Task to complete: Examine the data line by line and report how many lines include the word "CallKind", with no additional output.

*** Opening of Exercise data ***

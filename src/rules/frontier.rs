//! The genesis rule set. Every policy is answered locally; there is no
//! parent to delegate to.

use crate::block::HeaderView;
use crate::rules::constants::{Constants, MiningAlgorithm};
use crate::rules::gas::GasSchedule;
use crate::rules::{CallKind, ForkRules};
use crate::transaction::TxView;

#[derive(Debug)]
pub struct Frontier {
    schedule: GasSchedule,
    constants: Constants,
}

impl Frontier {
    pub fn new() -> Self {
        Frontier {
            schedule: GasSchedule::frontier(),
            constants: Constants::frontier(),
        }
    }
}

impl Default for Frontier {
    fn default() -> Self {
        Self::new()
    }
}

impl ForkRules for Frontier {
    fn name(&self) -> &'static str {
        "frontier"
    }

    /// No forwarding cap yet: the caller gets what it asked for, and the
    /// execution engine owns the out-of-gas check against availability.
    fn call_gas(&self, _kind: CallKind, requested: u64, _available: u64) -> u64 {
        requested
    }

    fn create_gas(&self, available: u64) -> u64 {
        available
    }

    fn gas_schedule(&self) -> &GasSchedule {
        &self.schedule
    }

    /// A signature is acceptable when present and its components are in
    /// range; no canonicality or replay constraints yet.
    fn accepts_transaction_signature(&self, tx: &TxView<'_>) -> bool {
        match &tx.signature {
            Some(sig) => sig.has_valid_components(),
            None => false,
        }
    }

    /// Flat base cost plus per-byte data charges; creation carries no
    /// surcharge in this fork.
    fn transaction_cost(&self, tx: &TxView<'_>) -> u64 {
        let g = &self.schedule;
        g.tx + tx.zero_data_bytes() * g.tx_zero_data + tx.non_zero_data_bytes() * g.tx_non_zero_data
    }

    fn rules_for(&self, _height: u64) -> &dyn ForkRules {
        self
    }

    fn constants(&self) -> &Constants {
        &self.constants
    }

    fn mining_algorithm(&self) -> MiningAlgorithm {
        MiningAlgorithm::Ethash
    }

    fn difficulty_multiplier(&self, header: &HeaderView, parent: &HeaderView) -> i64 {
        if header.timestamp >= parent.timestamp.saturating_add(self.constants.duration_limit) {
            -1
        } else {
            1
        }
    }
}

*** Close of Exercise data ***

Response for this exercise: 2